We are a highly interactive and supportive community committed to training the next generation of scientists. The undergraduate technician would assist with behavioral training of mice, electrophysiological recordings, optogenetics, imaging and immunohistochemistry of brain tissue. There is also opportunity to collect your own data, analyze data and contribute directly to publications.

Specific projects for undergraduates include:

Project 1: Hardware / Data Acquisition

This project would involve setting up an analysis pipeline for Neuropixels data.

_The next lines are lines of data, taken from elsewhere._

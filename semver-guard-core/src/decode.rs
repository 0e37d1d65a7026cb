//! Class-file decoding collaborator
//!
//! Maps one compiled class, as parsed by the `cafebabe` class-file library,
//! onto a [`ClassDescriptor`]. Bytecode-level well-formedness is the
//! library's concern; this module only shapes its output. All cafebabe types
//! stay behind this boundary.

use cafebabe::attributes::{AttributeData, AttributeInfo};
use cafebabe::{ClassAccessFlags, FieldAccessFlags, MethodAccessFlags};
use std::collections::{BTreeMap, BTreeSet};

use crate::error::{CheckError, CheckResult};
use crate::model::{
    fingerprint_of, ClassDescriptor, ClassKind, Fingerprint, MemberDescriptor, Visibility,
};

/// Decode one class entry into its dotted name and descriptor.
pub fn decode_class(entry: &str, bytes: &[u8]) -> CheckResult<(String, ClassDescriptor)> {
    let class_file = cafebabe::parse_class(bytes).map_err(|error| CheckError::Decode {
        path: entry.to_string(),
        reason: error.to_string(),
    })?;

    let name = dotted(&class_file.this_class);
    let descriptor = ClassDescriptor {
        visibility: class_visibility(class_file.access_flags),
        kind: class_kind(class_file.access_flags),
        superclass: class_file.super_class.as_deref().map(dotted),
        interfaces: class_file
            .interfaces
            .iter()
            .map(|interface| dotted(interface))
            .collect(),
        annotations: annotation_names(&class_file.attributes),
        fields: decode_fields(&class_file.fields),
        methods: decode_methods(&class_file.methods),
        implementation_fingerprint: fingerprint_of(bytes),
    };
    Ok((name, descriptor))
}

fn decode_fields(fields: &[cafebabe::FieldInfo]) -> BTreeMap<String, MemberDescriptor> {
    fields
        .iter()
        .map(|field| {
            let signature = format!("{}:{}", field.name, field.descriptor);
            let member = MemberDescriptor {
                visibility: field_visibility(field.access_flags),
                is_static: field.access_flags.contains(FieldAccessFlags::STATIC),
                is_final: field.access_flags.contains(FieldAccessFlags::FINAL),
                annotations: annotation_names(&field.attributes),
                body_fingerprint: None,
            };
            (signature, member)
        })
        .collect()
}

fn decode_methods(methods: &[cafebabe::MethodInfo]) -> BTreeMap<String, MemberDescriptor> {
    methods
        .iter()
        .map(|method| {
            let signature = format!("{}{}", method.name, method.descriptor);
            let member = MemberDescriptor {
                visibility: method_visibility(method.access_flags),
                is_static: method.access_flags.contains(MethodAccessFlags::STATIC),
                is_final: method.access_flags.contains(MethodAccessFlags::FINAL),
                annotations: annotation_names(&method.attributes),
                body_fingerprint: body_fingerprint(&method.attributes),
            };
            (signature, member)
        })
        .collect()
}

/// Top-level class files only carry the PUBLIC bit; nested visibility lives
/// in the InnerClasses attribute, which is not part of this model.
fn class_visibility(flags: ClassAccessFlags) -> Visibility {
    if flags.contains(ClassAccessFlags::PUBLIC) {
        Visibility::Public
    } else {
        Visibility::PackagePrivate
    }
}

fn class_kind(flags: ClassAccessFlags) -> ClassKind {
    if flags.contains(ClassAccessFlags::ANNOTATION) {
        ClassKind::Annotation
    } else if flags.contains(ClassAccessFlags::INTERFACE) {
        ClassKind::Interface
    } else if flags.contains(ClassAccessFlags::ENUM) {
        ClassKind::Enum
    } else {
        ClassKind::Class
    }
}

fn field_visibility(flags: FieldAccessFlags) -> Visibility {
    if flags.contains(FieldAccessFlags::PUBLIC) {
        Visibility::Public
    } else if flags.contains(FieldAccessFlags::PROTECTED) {
        Visibility::Protected
    } else if flags.contains(FieldAccessFlags::PRIVATE) {
        Visibility::Private
    } else {
        Visibility::PackagePrivate
    }
}

fn method_visibility(flags: MethodAccessFlags) -> Visibility {
    if flags.contains(MethodAccessFlags::PUBLIC) {
        Visibility::Public
    } else if flags.contains(MethodAccessFlags::PROTECTED) {
        Visibility::Protected
    } else if flags.contains(MethodAccessFlags::PRIVATE) {
        Visibility::Private
    } else {
        Visibility::PackagePrivate
    }
}

/// Runtime-visible and runtime-invisible annotations both count: retention
/// does not change what source-level contract the annotation expressed.
fn annotation_names(attributes: &[AttributeInfo]) -> BTreeSet<String> {
    let mut names = BTreeSet::new();
    for attribute in attributes {
        match &attribute.data {
            AttributeData::RuntimeVisibleAnnotations(annotations)
            | AttributeData::RuntimeInvisibleAnnotations(annotations) => {
                for annotation in annotations {
                    names.insert(annotation_name(&annotation.type_descriptor));
                }
            }
            _ => {}
        }
    }
    names
}

fn body_fingerprint(attributes: &[AttributeInfo]) -> Option<Fingerprint> {
    attributes.iter().find_map(|attribute| match &attribute.data {
        AttributeData::Code(code) => Some(fingerprint_of(code.code.as_ref())),
        _ => None,
    })
}

/// `Ljava/lang/Deprecated;` -> `java.lang.Deprecated`
fn annotation_name(descriptor: &str) -> String {
    descriptor
        .strip_prefix('L')
        .and_then(|rest| rest.strip_suffix(';'))
        .unwrap_or(descriptor)
        .replace('/', ".")
}

/// `com/example/A` -> `com.example.A`
fn dotted(binary_name: &str) -> String {
    binary_name.replace('/', ".")
}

It would involve creating a system that achieves several goals: 0) Standardizing stimulus presentation and information (see Project 2 below), and propagating this through the pipeline, 1) automatic backup and transfer of neuropixels/stimulus data after recordings, 2) automate the spike sorting process in Kilosort2, 3) including pre-manual curation tools, such as the Python toolbox from the Allen Institute, which cleans up Kilosort2 outputs by removing noise units and includes other useful quality metrics. This would be a signal processing and coding intensive project, so it would be ideal for a computer science or electrical engineering undergrad. Different parts of this pipeline involve Matlab or Python, and a lot could be done remotely, besides configuring computers for file transfer.

Project 2: Immunohistochemistry and Anatomy

Audiovisual integration helps humans and other animals communicate and navigate the external world. At a neural level, the subcortical auditory inferior colliculus and visual superior colliculus form an interconnected circuitry whose neural subtypes have yet to be described. This project uses immunohistochemistry to determine whether the neurons in this subcortical circuit are excitatory or inhibitory. Injections of retrograde and anterograde tracers will be performed beforehand, and then the student can learn and perform immunohistochemical staining on the sliced tissue using the fluorescent antibodies present in the lab.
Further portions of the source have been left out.